(Instructions for the task):
Each line of the data that includes "translated" must be copied.

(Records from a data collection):

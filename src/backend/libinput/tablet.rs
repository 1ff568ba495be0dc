//! Tablet tool translation helpers.

use input::event::tablet_tool::{self, TabletToolEventTrait};

use crate::input::device::DeviceHandle;
use crate::input::event::TabletToolAxes;
use crate::input::tablet::{TabletToolCapabilities, TabletToolDescriptor, TabletToolType};

pub(super) fn descriptor(device: &DeviceHandle, tool: &tablet_tool::TabletTool) -> TabletToolDescriptor {
    let tool_type = match tool.tool_type() {
        Some(tablet_tool::TabletToolType::Pen) => TabletToolType::Pen,
        Some(tablet_tool::TabletToolType::Eraser) => TabletToolType::Eraser,
        Some(tablet_tool::TabletToolType::Brush) => TabletToolType::Brush,
        Some(tablet_tool::TabletToolType::Pencil) => TabletToolType::Pencil,
        Some(tablet_tool::TabletToolType::Airbrush) => TabletToolType::Airbrush,
        Some(tablet_tool::TabletToolType::Mouse) => TabletToolType::Mouse,
        Some(tablet_tool::TabletToolType::Lens) => TabletToolType::Lens,
        Some(tablet_tool::TabletToolType::Totem) => TabletToolType::Totem,
        _ => TabletToolType::Unknown,
    };

    let mut capabilities = TabletToolCapabilities::empty();
    capabilities.set(TabletToolCapabilities::TILT, tool.has_tilt());
    capabilities.set(TabletToolCapabilities::PRESSURE, tool.has_pressure());
    capabilities.set(TabletToolCapabilities::DISTANCE, tool.has_distance());
    capabilities.set(TabletToolCapabilities::ROTATION, tool.has_rotation());
    capabilities.set(TabletToolCapabilities::SLIDER, tool.has_slider());
    capabilities.set(TabletToolCapabilities::WHEEL, tool.has_wheel());

    TabletToolDescriptor {
        device_sysname: device.sysname().to_owned(),
        tool_type,
        capabilities,
        hardware_serial: tool.serial(),
        hardware_id: tool.tool_id(),
        group: device.group(),
        device_name: device.name().to_owned(),
    }
}

pub(super) fn axes<E: TabletToolEventTrait>(event: &E) -> TabletToolAxes {
    TabletToolAxes {
        pressure: event.pressure(),
        distance: event.distance(),
        tilt: (event.tilt_x(), event.tilt_y()),
        rotation: event.rotation(),
        slider: event.slider_position(),
        wheel_delta: event.wheel_delta(),
    }
}
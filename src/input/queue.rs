//! The queue between the input worker and the compositor thread.
//!
//! The worker pushes translated events under the queue mutex and wakes the compositor
//! loop through a [`Ping`], only on the transition from empty to non-empty. The
//! compositor drains until the queue is empty; the mutex is held for individual pushes
//! and pops only, never across a callback.

use std::collections::VecDeque;
use std::io;
use std::sync::{Arc, Mutex};

use calloop::ping::{make_ping, Ping, PingSource};

use crate::input::event::InputEvent;

/// Queue of translated input events crossing the worker boundary.
///
/// Cheap to share: the producing worker and the draining compositor thread both hold an
/// `Arc` of it.
#[derive(Debug)]
pub struct EventQueue {
    events: Mutex<VecDeque<InputEvent>>,
    ping: Ping,
}

impl EventQueue {
    /// Create a new queue.
    ///
    /// The returned [`PingSource`] has to be inserted into the compositor's event loop;
    /// it fires whenever the queue becomes non-empty and the callback is expected to
    /// [drain](Self::dispatch) the queue completely.
    pub fn new() -> io::Result<(Arc<EventQueue>, PingSource)> {
        let (ping, source) = make_ping()?;
        Ok((
            Arc::new(EventQueue {
                events: Mutex::new(VecDeque::new()),
                ping,
            }),
            source,
        ))
    }

    /// Append a single event
    pub fn push(&self, event: InputEvent) {
        self.extend(std::iter::once(event));
    }

    /// Append a batch of events, waking the consumer once
    pub fn extend(&self, events: impl IntoIterator<Item = InputEvent>) {
        let wake = {
            let mut queue = self.events.lock().unwrap();
            let was_empty = queue.is_empty();
            queue.extend(events);
            was_empty && !queue.is_empty()
        };
        if wake {
            self.ping.ping();
        }
    }

    /// Whether the queue currently holds no events
    pub fn is_empty(&self) -> bool {
        self.events.lock().unwrap().is_empty()
    }

    /// Number of queued events
    pub fn len(&self) -> usize {
        self.events.lock().unwrap().len()
    }

    /// Drain the queue, invoking `callback` for every event, until it is empty.
    ///
    /// Consecutive relative pointer-motion events at the head of the queue are folded
    /// into a single event: the accelerated and unaccelerated deltas are summed and the
    /// timestamp advances to the one of the last folded event. Motion of *any* device
    /// folds into the running event; any other event type stops the folding. No other
    /// event type is ever coalesced.
    #[profiling::function]
    pub fn dispatch(&self, mut callback: impl FnMut(InputEvent)) {
        loop {
            let event = {
                let mut queue = self.events.lock().unwrap();
                match queue.pop_front() {
                    None => break,
                    Some(InputEvent::PointerMotion { mut event }) => {
                        while let Some(InputEvent::PointerMotion { .. }) = queue.front() {
                            let Some(InputEvent::PointerMotion { event: next }) = queue.pop_front()
                            else {
                                break;
                            };
                            event.delta += next.delta;
                            event.delta_unaccel += next.delta_unaccel;
                            event.time = next.time;
                        }
                        InputEvent::PointerMotion { event }
                    }
                    Some(event) => event,
                }
            };
            callback(event);
        }
    }
}

#[cfg(test)]
mod tests {
    use std::sync::Arc;
    use std::time::Duration;

    use super::EventQueue;
    use crate::input::device::{DeviceCapabilities, DeviceHandle, InputDevice};
    use crate::input::event::{InputEvent, PointerButtonEvent, PointerMotionEvent, ButtonState};

    fn pointer() -> DeviceHandle {
        InputDevice::new_virtual(
            "test pointer",
            DeviceCapabilities {
                pointer: true,
                ..Default::default()
            },
        )
    }

    fn motion(device: &DeviceHandle, time: u64, dx: f64, dy: f64) -> InputEvent {
        InputEvent::PointerMotion {
            event: PointerMotionEvent {
                device: device.clone(),
                time,
                delta: (dx, dy).into(),
                delta_unaccel: (dx, dy).into(),
            },
        }
    }

    fn button(device: &DeviceHandle, time: u64) -> InputEvent {
        InputEvent::PointerButton {
            event: PointerButtonEvent {
                device: device.clone(),
                time,
                button: 0x110,
                state: ButtonState::Pressed,
            },
        }
    }

    #[test]
    fn consecutive_motion_coalesces() {
        let (queue, _source) = EventQueue::new().unwrap();
        let device = pointer();
        queue.extend([
            motion(&device, 1, 1.0, 0.0),
            motion(&device, 2, 2.0, 0.0),
            motion(&device, 3, 0.0, 1.0),
            motion(&device, 4, 1.0, 1.0),
            motion(&device, 5, -1.0, 0.0),
        ]);

        let mut seen = Vec::new();
        queue.dispatch(|event| seen.push(event));

        assert_eq!(seen.len(), 1);
        let InputEvent::PointerMotion { event } = &seen[0] else {
            panic!("expected a motion event");
        };
        assert_eq!(event.delta, (3.0, 2.0).into());
        assert_eq!(event.delta_unaccel, (3.0, 2.0).into());
        assert_eq!(event.time, 5);
    }

    #[test]
    fn coalesces_across_devices() {
        // motion of any device folds; the folded event keeps the first device
        let (queue, _source) = EventQueue::new().unwrap();
        let first = pointer();
        let second = pointer();
        queue.extend([motion(&first, 1, 1.0, 1.0), motion(&second, 2, 2.0, 2.0)]);

        let mut seen = Vec::new();
        queue.dispatch(|event| seen.push(event));

        assert_eq!(seen.len(), 1);
        let InputEvent::PointerMotion { event } = &seen[0] else {
            panic!("expected a motion event");
        };
        assert_eq!(event.delta, (3.0, 3.0).into());
        assert!(Arc::ptr_eq(&event.device, &first));
    }

    #[test]
    fn non_motion_stops_folding() {
        let (queue, _source) = EventQueue::new().unwrap();
        let device = pointer();
        queue.extend([
            motion(&device, 1, 1.0, 0.0),
            button(&device, 2),
            motion(&device, 3, 5.0, 0.0),
            motion(&device, 4, 5.0, 0.0),
        ]);

        let mut kinds = Vec::new();
        queue.dispatch(|event| {
            kinds.push(match event {
                InputEvent::PointerMotion { event } => ("motion", event.delta.x as i32),
                InputEvent::PointerButton { .. } => ("button", 0),
                _ => ("other", 0),
            })
        });

        assert_eq!(kinds, vec![("motion", 1), ("button", 0), ("motion", 10)]);
    }

    #[test]
    fn wake_fires_on_empty_to_non_empty_edge_only() {
        let mut event_loop: calloop::EventLoop<'_, u32> = calloop::EventLoop::try_new().unwrap();
        let (queue, source) = EventQueue::new().unwrap();
        event_loop
            .handle()
            .insert_source(source, |_, _, wakeups| *wakeups += 1)
            .unwrap();

        let device = pointer();
        let mut wakeups = 0;

        queue.push(motion(&device, 1, 1.0, 0.0));
        queue.push(motion(&device, 2, 1.0, 0.0)); // queue already non-empty, no second wake
        event_loop
            .dispatch(Some(Duration::from_millis(100)), &mut wakeups)
            .unwrap();
        assert_eq!(wakeups, 1);

        queue.dispatch(|_| {});
        queue.push(motion(&device, 3, 1.0, 0.0));
        event_loop
            .dispatch(Some(Duration::from_millis(100)), &mut wakeups)
            .unwrap();
        assert_eq!(wakeups, 2);
    }
}
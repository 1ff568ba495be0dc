//! Output
//!
//! This module provides a type helping you to abstract over the
//! properties of one display surface of your compositor, as far as input routing is
//! concerned: its global position, pixel mode, physical dimensions, rotation/flip
//! transform and content scale.
//!
//! The [`binder`] submodule assigns absolute-coordinate input devices (touch screens,
//! tablets) to outputs and maps device coordinates into the global space.

use std::sync::{Arc, Mutex, Weak};

use tracing::info;

use crate::utils::{Logical, Physical, Point, Raw, Rectangle, Size, Transform};

pub mod binder;

pub use self::binder::OutputBinder;

/// An output mode
///
/// A possible combination of dimensions and refresh rate for an output.
///
/// This should only describe the characteristics of the video driver,
/// not taking into account any global scaling.
#[derive(Debug, Copy, Clone, PartialEq, Eq)]
pub struct Mode {
    /// The size of the mode, in pixels
    pub size: Size<i32, Physical>,
    /// The refresh rate in millihertz
    ///
    /// `1000` is one fps (frame per second), `2000` is 2 fps, etc...
    pub refresh: i32,
}

/// The static properties of an output
#[derive(Debug, Clone)]
pub struct PhysicalProperties {
    /// The size of the monitor, in millimeters
    pub size: Size<i32, Raw>,
    /// Whether this is a built-in panel (as opposed to an external monitor)
    pub internal: bool,
    /// Textual representation of the make
    pub make: String,
    /// Textual representation of the model
    pub model: String,
}

#[derive(Debug)]
struct Inner {
    name: String,
    physical: PhysicalProperties,
    enabled: bool,
    location: Point<i32, Logical>,
    transform: Transform,
    scale: f64,
    current_mode: Option<Mode>,
}

/// An abstract output.
///
/// This handle is cheap to clone and can be shared; all mutations go through interior
/// locking.
#[derive(Debug, Clone)]
pub struct Output {
    inner: Arc<Mutex<Inner>>,
}

/// Weak variant of an [`Output`].
///
/// Can be used to refer to a potentially already destroyed output.
#[derive(Debug, Clone)]
pub struct WeakOutput {
    inner: Weak<Mutex<Inner>>,
}

impl Output {
    /// Create a new output with given name and physical properties
    pub fn new(name: String, physical: PhysicalProperties) -> Output {
        info!(name, "Creating new Output");

        Output {
            inner: Arc::new(Mutex::new(Inner {
                name,
                physical,
                enabled: true,
                location: (0, 0).into(),
                transform: Transform::Normal,
                scale: 1.0,
                current_mode: None,
            })),
        }
    }

    /// Update the characteristics of the output.
    ///
    /// Arguments set to `None` are left unchanged.
    pub fn change_current_state(
        &self,
        new_mode: Option<Mode>,
        new_transform: Option<Transform>,
        new_scale: Option<f64>,
        new_location: Option<Point<i32, Logical>>,
    ) {
        let mut inner = self.inner.lock().unwrap();
        if let Some(mode) = new_mode {
            inner.current_mode = Some(mode);
        }
        if let Some(transform) = new_transform {
            inner.transform = transform;
        }
        if let Some(scale) = new_scale {
            inner.scale = scale;
        }
        if let Some(location) = new_location {
            inner.location = location;
        }
    }

    /// Enable or disable the output for input routing purposes
    pub fn set_enabled(&self, enabled: bool) {
        self.inner.lock().unwrap().enabled = enabled;
    }

    /// Whether the output participates in input routing
    pub fn is_enabled(&self) -> bool {
        self.inner.lock().unwrap().enabled
    }

    /// Name of the output (connector name, e.g. `eDP-1`)
    pub fn name(&self) -> String {
        self.inner.lock().unwrap().name.clone()
    }

    /// Whether this is a built-in panel
    pub fn is_internal(&self) -> bool {
        self.inner.lock().unwrap().physical.internal
    }

    /// Physical size in millimeters
    pub fn physical_size(&self) -> Size<i32, Raw> {
        self.inner.lock().unwrap().physical.size
    }

    /// The static properties of the output
    pub fn physical_properties(&self) -> PhysicalProperties {
        self.inner.lock().unwrap().physical.clone()
    }

    /// Current pixel mode, if one is set
    pub fn current_mode(&self) -> Option<Mode> {
        self.inner.lock().unwrap().current_mode
    }

    /// Current transform of the output
    pub fn transform(&self) -> Transform {
        self.inner.lock().unwrap().transform
    }

    /// Current content scale of the output
    pub fn scale(&self) -> f64 {
        self.inner.lock().unwrap().scale
    }

    /// Position of the output's top-left corner in the global space
    pub fn location(&self) -> Point<i32, Logical> {
        self.inner.lock().unwrap().location
    }

    /// The area this output covers in the global space.
    ///
    /// The size is the current mode, rotated by the output transform and divided by the
    /// content scale. Returns an empty rectangle while no mode is set.
    pub fn geometry(&self) -> Rectangle<i32, Logical> {
        let inner = self.inner.lock().unwrap();
        let size = inner
            .current_mode
            .map(|mode| {
                let size = inner.transform.transform_size(mode.size).to_f64();
                let scaled = size.downscale(inner.scale);
                Size::from((scaled.w.round() as i32, scaled.h.round() as i32))
            })
            .unwrap_or_default();
        Rectangle::new(inner.location, size)
    }

    /// Create a weak reference to this output
    pub fn downgrade(&self) -> WeakOutput {
        WeakOutput {
            inner: Arc::downgrade(&self.inner),
        }
    }
}

impl PartialEq for Output {
    fn eq(&self, other: &Self) -> bool {
        Arc::ptr_eq(&self.inner, &other.inner)
    }
}

impl Eq for Output {}

impl WeakOutput {
    /// Upgrade to a strong handle, if the output is still alive
    pub fn upgrade(&self) -> Option<Output> {
        self.inner.upgrade().map(|inner| Output { inner })
    }
}

impl PartialEq for WeakOutput {
    fn eq(&self, other: &Self) -> bool {
        Weak::ptr_eq(&self.inner, &other.inner)
    }
}
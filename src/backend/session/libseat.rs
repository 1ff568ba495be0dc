//! Implementation of the [`Session`] trait through libseat.
//!
//! This requires libseat to be available on the system.

use std::{
    cell::RefCell,
    collections::{HashMap, VecDeque},
    io,
    os::unix::io::{AsRawFd, BorrowedFd, FromRawFd, OwnedFd, RawFd},
    path::Path,
    rc::{Rc, Weak},
    sync::{
        atomic::{AtomicBool, Ordering},
        Arc,
    },
};

use calloop::{EventSource, Interest, Mode, Poll, PostAction, Readiness, Token, TokenFactory};
use libseat::Seat;
use rustix::fs::{FdFlags, OFlags};
use tracing::{debug, debug_span, error, trace};

use crate::backend::session::{AsErrno, Session, SessionEvent};

#[derive(Debug)]
struct LibSeatSessionImpl {
    seat: RefCell<Seat>,
    active: Arc<AtomicBool>,
    devices: RefCell<HashMap<RawFd, i32>>,
    span: tracing::Span,
}

impl Drop for LibSeatSessionImpl {
    fn drop(&mut self) {
        let _guard = self.span.enter();
        debug!("Closing seat");
    }
}

/// [`Session`] via libseat
#[derive(Debug, Clone)]
pub struct LibSeatSession {
    internal: Weak<LibSeatSessionImpl>,
    seat_name: String,
}

/// Event source yielding the activate/pause edges of a [`LibSeatSession`].
///
/// Has to be inserted into the event loop of the thread driving the session, otherwise
/// no enable/disable notifications are ever delivered and the seat daemon will consider
/// the client stuck.
#[derive(Debug)]
pub struct LibSeatSessionNotifier {
    internal: Rc<LibSeatSessionImpl>,
    pending: Rc<RefCell<VecDeque<SessionEvent>>>,
    token: Option<Token>,
}

impl LibSeatSession {
    /// Tries to create a new session via libseat.
    pub fn new() -> Result<(LibSeatSession, LibSeatSessionNotifier), Error> {
        let span = debug_span!("backend_session", session_type = "libseat");
        let _guard = span.enter();

        let active = Arc::new(AtomicBool::new(false));
        let pending = Rc::new(RefCell::new(VecDeque::new()));

        let seat = {
            let enable = {
                let active = active.clone();
                let pending = pending.clone();
                move |_seat: &mut libseat::SeatRef| {
                    debug!("Enable callback called");
                    active.store(true, Ordering::SeqCst);
                    pending.borrow_mut().push_back(SessionEvent::ActivateSession);
                }
            };
            let disable = {
                let active = active.clone();
                let pending = pending.clone();
                move |seat: &mut libseat::SeatRef| {
                    debug!("Disable callback called");
                    active.store(false, Ordering::SeqCst);
                    if let Err(err) = seat.disable() {
                        error!("Failed to acknowledge seat disable: {:?}", err);
                    }
                    pending.borrow_mut().push_back(SessionEvent::PauseSession);
                }
            };

            Seat::open(enable, disable)
        };

        drop(_guard);
        seat.map_err(|_| Error::FailedToOpenSession)
            .and_then(|mut seat| {
                // In some cases the enable event is available right after startup,
                // dispatch it before anything else asks for the session state
                seat.dispatch(0).map_err(|_| Error::SessionLost)?;

                let seat_name = seat.name().to_owned();

                let internal = Rc::new(LibSeatSessionImpl {
                    seat: RefCell::new(seat),
                    active,
                    devices: RefCell::new(HashMap::new()),
                    span,
                });

                Ok((
                    LibSeatSession {
                        internal: Rc::downgrade(&internal),
                        seat_name,
                    },
                    LibSeatSessionNotifier {
                        internal,
                        pending,
                        token: None,
                    },
                ))
            })
    }
}

impl Session for LibSeatSession {
    type Error = Error;

    fn open(&mut self, path: &Path, flags: OFlags) -> Result<OwnedFd, Self::Error> {
        let session = self.internal.upgrade().ok_or(Error::SessionLost)?;
        let _guard = session.span.enter();

        debug!("Opening device: {:?}", path);
        let (id, fd) = session.seat.borrow_mut().open_device(&path).map_err(|err| {
            debug!("Failed to open {:?}: {:?}", path, err);
            Error::FailedToOpenDevice
        })?;

        // Safety: libseat transferred ownership of the descriptor to us
        let fd = unsafe { OwnedFd::from_raw_fd(fd) };

        // The opener is not required to honor the flags the caller asked for,
        // re-apply the ones we rely on
        reapply_flags(&fd, flags).map_err(Error::DeviceFlags)?;

        session.devices.borrow_mut().insert(fd.as_raw_fd(), id);
        Ok(fd)
    }

    fn close(&mut self, fd: OwnedFd) -> Result<(), Self::Error> {
        let session = self.internal.upgrade().ok_or(Error::SessionLost)?;
        let _guard = session.span.enter();

        debug!("Closing device: {:?}", fd);
        let id = session.devices.borrow_mut().remove(&fd.as_raw_fd());
        if let Some(id) = id {
            if let Err(err) = session.seat.borrow_mut().close_device(id) {
                error!("Failed to close device {:?}: {:?}", fd, err);
            }
        }

        // dropping the fd closes it
        Ok(())
    }

    fn change_vt(&mut self, vt: i32) -> Result<(), Self::Error> {
        let session = self.internal.upgrade().ok_or(Error::SessionLost)?;
        let _guard = session.span.enter();

        debug!("Session switch: {:?}", vt);
        session
            .seat
            .borrow_mut()
            .switch_session(vt)
            .map_err(|_| Error::FailedVtSwitch)
    }

    fn is_active(&self) -> bool {
        if let Some(internal) = self.internal.upgrade() {
            internal.active.load(Ordering::SeqCst)
        } else {
            false
        }
    }

    fn seat(&self) -> String {
        self.seat_name.clone()
    }
}

fn reapply_flags(fd: &OwnedFd, flags: OFlags) -> rustix::io::Result<()> {
    if flags.contains(OFlags::NONBLOCK) {
        let current = rustix::fs::fcntl_getfl(fd)?;
        rustix::fs::fcntl_setfl(fd, current | OFlags::NONBLOCK)?;
    }
    if flags.contains(OFlags::CLOEXEC) {
        rustix::fs::fcntl_setfd(fd, FdFlags::CLOEXEC)?;
    }
    Ok(())
}

impl LibSeatSessionNotifier {
    /// Creates a new session handle belonging to this notifier
    pub fn session(&self) -> LibSeatSession {
        LibSeatSession {
            internal: Rc::downgrade(&self.internal),
            seat_name: self.internal.seat.borrow_mut().name().to_owned(),
        }
    }
}

impl EventSource for LibSeatSessionNotifier {
    type Event = SessionEvent;
    type Metadata = ();
    type Ret = ();
    type Error = io::Error;

    fn process_events<F>(&mut self, _: Readiness, token: Token, mut callback: F) -> io::Result<PostAction>
    where
        F: FnMut(SessionEvent, &mut ()) -> (),
    {
        if Some(token) == self.token {
            self.internal.seat.borrow_mut().dispatch(0).map_err(|err| {
                // Losing the seat connection is not recoverable
                io::Error::new(io::ErrorKind::Other, format!("lost seat connection: {err:?}"))
            })?;
            while let Some(event) = self.pending.borrow_mut().pop_front() {
                trace!("Session event: {:?}", event);
                callback(event, &mut ());
            }
        }
        Ok(PostAction::Continue)
    }

    fn register(&mut self, poll: &mut Poll, factory: &mut TokenFactory) -> calloop::Result<()> {
        self.token = Some(factory.token());
        let fd = self
            .internal
            .seat
            .borrow_mut()
            .get_fd()
            .map_err(|err| calloop::Error::OtherError(Box::new(io::Error::new(
                io::ErrorKind::Other,
                format!("no seat fd: {err:?}"),
            ))))?;
        // Safety: the seat outlives its registration, the notifier holds it alive
        unsafe { poll.register(BorrowedFd::borrow_raw(fd), Interest::READ, Mode::Level, self.token.unwrap()) }
    }

    fn reregister(&mut self, poll: &mut Poll, factory: &mut TokenFactory) -> calloop::Result<()> {
        self.token = Some(factory.token());
        let fd = self
            .internal
            .seat
            .borrow_mut()
            .get_fd()
            .map_err(|err| calloop::Error::OtherError(Box::new(io::Error::new(
                io::ErrorKind::Other,
                format!("no seat fd: {err:?}"),
            ))))?;
        poll.reregister(
            unsafe { BorrowedFd::borrow_raw(fd) },
            Interest::READ,
            Mode::Level,
            self.token.unwrap(),
        )
    }

    fn unregister(&mut self, poll: &mut Poll) -> calloop::Result<()> {
        self.token = None;
        let fd = self
            .internal
            .seat
            .borrow_mut()
            .get_fd()
            .map_err(|err| calloop::Error::OtherError(Box::new(io::Error::new(
                io::ErrorKind::Other,
                format!("no seat fd: {err:?}"),
            ))))?;
        poll.unregister(unsafe { BorrowedFd::borrow_raw(fd) })
    }
}

/// Errors related to libseat sessions
#[derive(thiserror::Error, Debug)]
pub enum Error {
    /// Failed to open the session
    #[error("Failed to open session")]
    FailedToOpenSession,

    /// Session is already closed
    #[error("Session is already closed")]
    SessionLost,

    /// The seat refused to open the device
    #[error("Failed to open device")]
    FailedToOpenDevice,

    /// Re-applying the open flags on an opened device failed
    #[error("Failed to apply flags on the opened device")]
    DeviceFlags(#[source] rustix::io::Errno),

    /// The seat refused to switch the session
    #[error("Failed to switch virtual terminal")]
    FailedVtSwitch,
}

impl AsErrno for Error {
    fn as_errno(&self) -> Option<i32> {
        match self {
            Error::DeviceFlags(errno) => Some(errno.raw_os_error()),
            _ => None,
        }
    }
}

(Answer to this exercise):
//! The worker pushes translated events under the queue mutex and wakes the compositor
/// Queue of translated input events crossing the worker boundary.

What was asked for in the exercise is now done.